Replimune Is Resubmitting Its Twice-Rejected Melanoma Drug After FDA Leadership Exodus

Replimune’s RP1, a personalized cancer vaccine, has been under intense scrutiny because the IGNYTE trial omitted a control arm, a cornerstone of FDA’s evidentiary standards. Without comparative data, regulators could not assess incremental benefit over existing therapies, leading to two outright denials. By agreeing to a path forward that likely incorporates a controlled study, Replimune aims to satisfy the agency’s methodological expectations while preserving the drug’s promise for patients who have progressed on anti‑PD‑1 treatments.

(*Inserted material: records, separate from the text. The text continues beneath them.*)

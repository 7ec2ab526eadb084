//! Live copy tasks
//!
//! Copy inbound RTP from a publishing peer to outbound tracks. Each copy runs
//! as its own task per (session, stream kind) and ends when its source can no
//! longer be read. A failed read ends that copy only.

use std::sync::Arc;

use bytes::Bytes;
use webrtc::rtp::packet::Packet;
use webrtc::util::Marshal;

use super::broadcast::FanOut;
use super::RtpSource;
use crate::error::{DeliveryError, SourceError};
use crate::media::{Frame, StreamKind};
use crate::session::Session;

fn to_frame(kind: StreamKind, packet: &Packet) -> Result<Frame, SourceError> {
    let data: Bytes = packet
        .marshal()
        .map_err(|e| SourceError::Malformed(e.to_string()))?;
    Ok(Frame::live(kind, data))
}

/// Broadcast every packet read from `source` to all connected sessions
///
/// Returns the number of packets forwarded once the source ends.
pub async fn forward_to_fanout(
    source: Arc<dyn RtpSource>,
    kind: StreamKind,
    fanout: Arc<FanOut>,
) -> u64 {
    let ssrc = source.ssrc();
    let mut forwarded: u64 = 0;

    loop {
        let packet = match source.read_rtp().await {
            Ok(packet) => packet,
            Err(e) => {
                tracing::debug!(
                    ssrc = ssrc,
                    kind = %kind,
                    forwarded = forwarded,
                    error = %e,
                    "Inbound track ended"
                );
                return forwarded;
            }
        };

        let frame = match to_frame(kind, &packet) {
            Ok(frame) => frame,
            Err(e) => {
                tracing::warn!(ssrc = ssrc, kind = %kind, error = %e, "Dropping packet");
                continue;
            }
        };

        fanout.broadcast(&frame).await;
        forwarded += 1;
    }
}

/// Copy every packet read from `source` back to one session
///
/// Packets arriving before the session is connected are dropped. The copy
/// ends when the source ends, the session terminates or a write fails.
pub async fn forward_to_session(
    source: Arc<dyn RtpSource>,
    session: Arc<Session>,
    kind: StreamKind,
) -> Result<u64, crate::Error> {
    let mut forwarded: u64 = 0;

    loop {
        let packet = match source.read_rtp().await {
            Ok(packet) => packet,
            Err(_) if session.state().is_terminal() => return Ok(forwarded),
            Err(e) => return Err(e.into()),
        };

        let frame = to_frame(kind, &packet)?;
        match session.write_frame(&frame).await {
            Ok(()) => forwarded += 1,
            Err(DeliveryError::Inactive) if session.state().is_terminal() => {
                return Ok(forwarded)
            }
            Err(DeliveryError::Inactive) => {}
            Err(e) => return Err(e.into()),
        }
    }
}

#[cfg(test)]
mod tests {
    use webrtc::util::Unmarshal;

    use super::*;
    use crate::registry::SessionRegistry;
    use crate::session::{SessionId, SessionState};
    use crate::stats::RelayStats;
    use crate::testing::{connected_session, RecordingTrack, ScriptedRtpSource};

    #[tokio::test(start_paused = true)]
    async fn test_forward_to_fanout_reaches_all_sessions() {
        let fanout = Arc::new(FanOut::new(
            Arc::new(SessionRegistry::new()),
            Arc::new(RelayStats::new()),
        ));
        let (a, a_video, a_audio) = connected_session(1);
        let (b, _, b_audio) = connected_session(2);
        fanout.registry().add(a).await;
        fanout.registry().add(b).await;

        let source: Arc<dyn RtpSource> = Arc::new(ScriptedRtpSource::new(4242, 5));
        let forwarded = forward_to_fanout(source, StreamKind::Audio, Arc::clone(&fanout)).await;

        assert_eq!(forwarded, 5);

        // Writers drain the session queues once the copy yields
        tokio::time::sleep(std::time::Duration::from_millis(1)).await;
        assert_eq!(a_audio.write_count(), 5);
        assert_eq!(b_audio.write_count(), 5);
        assert_eq!(a_video.write_count(), 0);
    }

    #[tokio::test(start_paused = true)]
    async fn test_forwarded_frames_are_marshalled_rtp() {
        let fanout = Arc::new(FanOut::new(
            Arc::new(SessionRegistry::new()),
            Arc::new(RelayStats::new()),
        ));
        let (session, video, _) = connected_session(1);
        fanout.registry().add(session).await;

        let source: Arc<dyn RtpSource> = Arc::new(ScriptedRtpSource::new(7, 2));
        forward_to_fanout(source, StreamKind::Video, fanout).await;
        tokio::time::sleep(std::time::Duration::from_millis(1)).await;

        let writes = video.writes();
        let mut raw = writes[1].data.clone();
        let packet = Packet::unmarshal(&mut raw).unwrap();
        assert_eq!(packet.header.ssrc, 7);
        assert_eq!(packet.header.sequence_number, 1);
        assert_eq!(&packet.payload[..], &[1u8; 8]);
    }

    #[tokio::test]
    async fn test_forward_to_session_ends_cleanly_when_terminal() {
        let (session, _, audio) = connected_session(1);
        let source: Arc<dyn RtpSource> = Arc::new(ScriptedRtpSource::new(9, 3));

        let result = forward_to_session(source, Arc::clone(&session), StreamKind::Audio).await;

        // Source exhausted while still connected
        assert!(result.is_err());
        assert_eq!(audio.write_count(), 3);

        session.transition(SessionState::Closed);
        let source: Arc<dyn RtpSource> = Arc::new(ScriptedRtpSource::new(9, 3));
        let forwarded = forward_to_session(source, session, StreamKind::Audio)
            .await
            .unwrap();
        assert_eq!(forwarded, 0);
    }

    #[tokio::test]
    async fn test_forward_to_session_drops_before_connected() {
        let audio = RecordingTrack::new(2);
        let session = Arc::new(crate::session::Session::new(
            SessionId(1),
            RecordingTrack::new(1),
            audio.clone(),
        ));
        let source: Arc<dyn RtpSource> = Arc::new(ScriptedRtpSource::new(9, 4));

        let result = forward_to_session(source, Arc::clone(&session), StreamKind::Audio).await;
        assert!(result.is_err());
        assert_eq!(audio.write_count(), 0);
    }

    #[tokio::test]
    async fn test_forward_to_session_stops_on_write_failure() {
        let session = Arc::new(crate::session::Session::new(
            SessionId(1),
            RecordingTrack::new(1),
            RecordingTrack::failing(2),
        ));
        session.transition(SessionState::Connected);
        let source: Arc<dyn RtpSource> = Arc::new(ScriptedRtpSource::new(9, 4));

        let result = forward_to_session(source, session, StreamKind::Audio).await;
        assert!(matches!(result, Err(crate::Error::Delivery(_))));
    }
}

The timing of the resubmission coincides with a rare leadership turnover at the FDA, where Commissioner Marty Makary’s exit removed a figure known for a more adversarial stance toward biotech firms. Investors interpreted the change as a potential softening of regulatory rigor, driving Replimune’s stock up 25% on the day of Makary’s departure and later soaring 82% after the resubmission announcement. This reaction underscores how policy signals and personnel shifts can create volatility in the biotech sector, prompting companies to recalibrate their regulatory strategies and investors to reassess risk premiums.

If approved, RP1 combined with Bristol Myers Squibb’s Opdivo could fill a critical gap for roughly 112,000 new melanoma cases projected in the U.S. this year, especially for those whose disease has become resistant to existing checkpoint inhibitors. The partnership leverages Opdivo’s established anti‑PD‑1 activity while adding a vaccine‑driven immune boost, a hybrid approach gaining traction in oncology. Market participants will watch the FDA’s expedited review closely, as a positive outcome could not only validate RP1’s clinical concept but also signal a broader willingness to accommodate innovative trial designs in a rapidly evolving therapeutic landscape.